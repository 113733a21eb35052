//! Operator command surface
//!
//! Batched textual commands in groups of four tokens:
//! `<action> <chain> <index> <durationOrInf>`, repeated for batched
//! requests. Actions: `apply_stop` (pause replay) and `kill_node`
//! (kill and restart).

use std::fmt;
use std::time::Duration;

use super::errors::CommandError;

/// The two supported disruptions
#[derive(Debug, Clone, Copy, PartialEq, Eq)]
pub enum FaultAction {
    PauseReplay,
    KillAndRestart,
}

impl FaultAction {
    /// The operator-surface token for this action
    pub fn as_str(&self) -> &'static str {
        match self {
            FaultAction::PauseReplay => "apply_stop",
            FaultAction::KillAndRestart => "kill_node",
        }
    }
}

impl fmt::Display for FaultAction {
    fn fmt(&self, f: &mut fmt::Formatter<'_>) -> fmt::Result {
        write!(f, "{}", self.as_str())
    }
}

/// How long the disruption holds before its counter-action
#[derive(Debug, Clone, Copy, PartialEq, Eq)]
pub enum FaultDuration {
    Finite(Duration),
    /// No counter-action is scheduled at all
    Indefinite,
}

impl FaultDuration {
    pub fn is_indefinite(&self) -> bool {
        matches!(self, FaultDuration::Indefinite)
    }
}

impl fmt::Display for FaultDuration {
    fn fmt(&self, f: &mut fmt::Formatter<'_>) -> fmt::Result {
        match self {
            FaultDuration::Finite(d) => write!(f, "{}ms", d.as_millis()),
            FaultDuration::Indefinite => write!(f, "inf"),
        }
    }
}

/// One disruption request, addressed by chain position
#[derive(Debug, Clone, Copy, PartialEq, Eq)]
pub struct FaultRequest {
    pub action: FaultAction,
    pub chain: u32,
    pub index: u32,
    pub duration: FaultDuration,
}

/// Parse a batched operator command line.
///
/// An empty line parses to an empty batch; a trailing partial group is
/// an error, not silently dropped.
pub fn parse_batch(input: &str) -> Result<Vec<FaultRequest>, CommandError> {
    let tokens: Vec<&str> = input.split_whitespace().collect();
    if tokens.len() % 4 != 0 {
        return Err(CommandError::TruncatedBatch);
    }

    let mut requests = Vec::with_capacity(tokens.len() / 4);
    for group in tokens.chunks_exact(4) {
        let action = match group[0] {
            "apply_stop" => FaultAction::PauseReplay,
            "kill_node" => FaultAction::KillAndRestart,
            other => return Err(CommandError::UnknownAction(other.into())),
        };
        let chain = group[1]
            .parse::<u32>()
            .map_err(|_| CommandError::InvalidIndex(group[1].into()))?;
        let index = group[2]
            .parse::<u32>()
            .map_err(|_| CommandError::InvalidIndex(group[2].into()))?;
        let duration = match group[3] {
            "inf" => FaultDuration::Indefinite,
            secs => secs
                .parse::<u64>()
                .map(|s| FaultDuration::Finite(Duration::from_secs(s)))
                .map_err(|_| CommandError::InvalidDuration(secs.into()))?,
        };
        requests.push(FaultRequest {
            action,
            chain,
            index,
            duration,
        });
    }
    Ok(requests)
}
//! Lag monitor
//!
//! On a fixed tick, walks the tree (primary strictly first, then every
//! chain in pre-order), pulls a snapshot from each controller, and
//! emits one immutable aggregated snapshot to the Presenter. Each
//! per-node poll is bounded by the poll budget: an unresponsive link
//! degrades that node's record to stale, never the tick.

mod classify;
mod snapshot;

pub use classify::{classify, classify_primary, classify_replica};
pub use snapshot::{ClusterSnapshot, LagClass, LagReport, PrimaryRecord, ReplicaRecord};

use std::sync::Arc;
use std::time::Duration;

use chrono::Utc;
use tokio::time::{self, MissedTickBehavior};
use tokio_util::sync::CancellationToken;

use crate::topology::{ChainPosition, Topology};

/// Renders one aggregated snapshot per tick. Textual, graphical, or
/// remote, the monitor does not care.
pub trait Presenter: Send + Sync {
    fn render(&self, snapshot: &ClusterSnapshot);
}

/// The periodic polling loop over a topology
pub struct LagMonitor {
    topology: Arc<Topology>,
    poll_timeout: Duration,
}

impl LagMonitor {
    pub fn new(topology: Arc<Topology>, poll_timeout: Duration) -> Self {
        Self {
            topology,
            poll_timeout,
        }
    }

    /// One monitoring pass over the whole tree.
    ///
    /// The primary is polled before any replica: replica classification
    /// depends on the wait thresholds from this tick, not a stale prior
    /// value.
    pub async fn tick(&self) -> ClusterSnapshot {
        let primary = self.topology.primary();
        let poll = primary.poll_stats(self.poll_timeout).await;
        let mode = primary.meta().durability;

        let primary_record = PrimaryRecord {
            name: primary.name().to_owned(),
            state: poll.state,
            stale: !poll.fresh,
            durability_mode: mode,
            durability: classify_primary(mode, &poll.stats),
            stats: poll.stats.clone(),
        };
        let thresholds = poll.stats;

        let mut chains = Vec::with_capacity(self.topology.chain_count());
        for chain_no in 0..self.topology.chain_count() {
            let members = self.topology.chain_nodes(chain_no);
            let mut records = Vec::with_capacity(members.len());
            for controller in members {
                let poll = controller.poll_stats(self.poll_timeout).await;
                let meta = controller.meta();
                let position = meta.position.unwrap_or(ChainPosition {
                    chain: chain_no as u32,
                    index: records.len() as u32,
                });
                records.push(ReplicaRecord {
                    name: meta.name.clone(),
                    role: meta.role,
                    chain: position.chain,
                    index: position.index,
                    state: poll.state,
                    stale: !poll.fresh,
                    durability_mode: meta.durability,
                    lag: classify_replica(meta.durability, &poll.stats, &thresholds),
                    stats: poll.stats,
                });
            }
            chains.push(records);
        }

        ClusterSnapshot {
            captured_at: Utc::now(),
            primary: primary_record,
            chains,
        }
    }

    /// Run the periodic loop until cancelled, handing each snapshot to
    /// the presenter.
    pub async fn run(
        &self,
        interval: Duration,
        presenter: Arc<dyn Presenter>,
        shutdown: CancellationToken,
    ) {
        let mut ticker = time::interval(interval);
        ticker.set_missed_tick_behavior(MissedTickBehavior::Delay);
        loop {
            tokio::select! {
                _ = ticker.tick() => {
                    let snapshot = self.tick().await;
                    presenter.render(&snapshot);
                }
                _ = shutdown.cancelled() => break,
            }
        }
    }
}
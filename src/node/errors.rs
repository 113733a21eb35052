//! Node controller and collaborator error types

use thiserror::Error;

/// Errors from the external process-control channel
#[derive(Debug, Clone, Error)]
pub enum ProcessError {
    #[error("process start failed: {0}")]
    Start(String),

    #[error("process stop failed: {0}")]
    Stop(String),
}

/// Errors from a node link (the query/control channel to one instance)
#[derive(Debug, Clone, Error)]
pub enum LinkError {
    /// Link could not be (re)established; transient from the monitor's
    /// point of view, fatal during initial bring-up
    #[error("connection failed: {0}")]
    Connection(String),

    /// A status/position query failed
    #[error("query failed: {0}")]
    Query(String),

    /// Pause/resume instruction failed
    #[error("replay control failed: {0}")]
    ReplayControl(String),
}

/// Node controller errors
#[derive(Debug, Error)]
pub enum NodeError {
    /// Operation not legal from the node's current state
    #[error("node {node}: cannot {op} from state '{from}'")]
    InvalidTransition {
        node: String,
        op: &'static str,
        from: &'static str,
    },

    /// Underlying process could not be brought up
    #[error("node {node}: {source}")]
    ProcessStart {
        node: String,
        #[source]
        source: ProcessError,
    },

    /// Underlying process could not be brought down
    #[error("node {node}: {source}")]
    ProcessStop {
        node: String,
        #[source]
        source: ProcessError,
    },

    /// Node link failure (connect, query, or replay control)
    #[error("node {node}: {source}")]
    Link {
        node: String,
        #[source]
        source: LinkError,
    },

    /// A single poll exceeded its time budget
    #[error("node {node}: poll exceeded {budget_ms}ms budget")]
    PollTimeout { node: String, budget_ms: u64 },

    /// Probe writes only run on the primary
    #[error("node {node}: probe writes require the primary role")]
    NotPrimary { node: String },
}

impl NodeError {
    /// Transient errors degrade one node's record to stale for a tick;
    /// everything else aborts the calling flow.
    pub fn is_transient(&self) -> bool {
        matches!(
            self,
            NodeError::Link { .. } | NodeError::PollTimeout { .. }
        )
    }
}

/// Result type for node controller operations
pub type NodeResult<T> = Result<T, NodeError>;

#[cfg(test)]
mod tests {
    use super::*;

    #[test]
    fn test_transient_classification() {
        let link = NodeError::Link {
            node: "line0-0".into(),
            source: LinkError::Connection("refused".into()),
        };
        let timeout = NodeError::PollTimeout {
            node: "line0-0".into(),
            budget_ms: 250,
        };
        let start = NodeError::ProcessStart {
            node: "line0-0".into(),
            source: ProcessError::Start("exit 1".into()),
        };

        assert!(link.is_transient());
        assert!(timeout.is_transient());
        assert!(!start.is_transient());
    }

    #[test]
    fn test_display_carries_node_name() {
        let err = NodeError::InvalidTransition {
            node: "line1-0".into(),
            op: "pause replay",
            from: "killed",
        };
        let msg = err.to_string();
        assert!(msg.contains("line1-0"));
        assert!(msg.contains("pause replay"));
        assert!(msg.contains("killed"));
    }
}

══════════

TASK = Your task for the entries above: copy exactly the span starting with the line with "use super::errors::CommandError;" and going on through the line with "impl fmt::Display for FaultDuration", both lines included, and nothing else.

REPLY TO THE EXERCISE =
use super::errors::CommandError;

/// The two supported disruptions
#[derive(Debug, Clone, Copy, PartialEq, Eq)]
pub enum FaultAction {
    PauseReplay,
    KillAndRestart,
}

impl FaultAction {
    /// The operator-surface token for this action
    pub fn as_str(&self) -> &'static str {
        match self {
            FaultAction::PauseReplay => "apply_stop",
            FaultAction::KillAndRestart => "kill_node",
        }
    }
}

impl fmt::Display for FaultAction {
    fn fmt(&self, f: &mut fmt::Formatter<'_>) -> fmt::Result {
        write!(f, "{}", self.as_str())
    }
}

/// How long the disruption holds before its counter-action
#[derive(Debug, Clone, Copy, PartialEq, Eq)]
pub enum FaultDuration {
    Finite(Duration),
    /// No counter-action is scheduled at all
    Indefinite,
}

impl FaultDuration {
    pub fn is_indefinite(&self) -> bool {
        matches!(self, FaultDuration::Indefinite)
    }
}

impl fmt::Display for FaultDuration {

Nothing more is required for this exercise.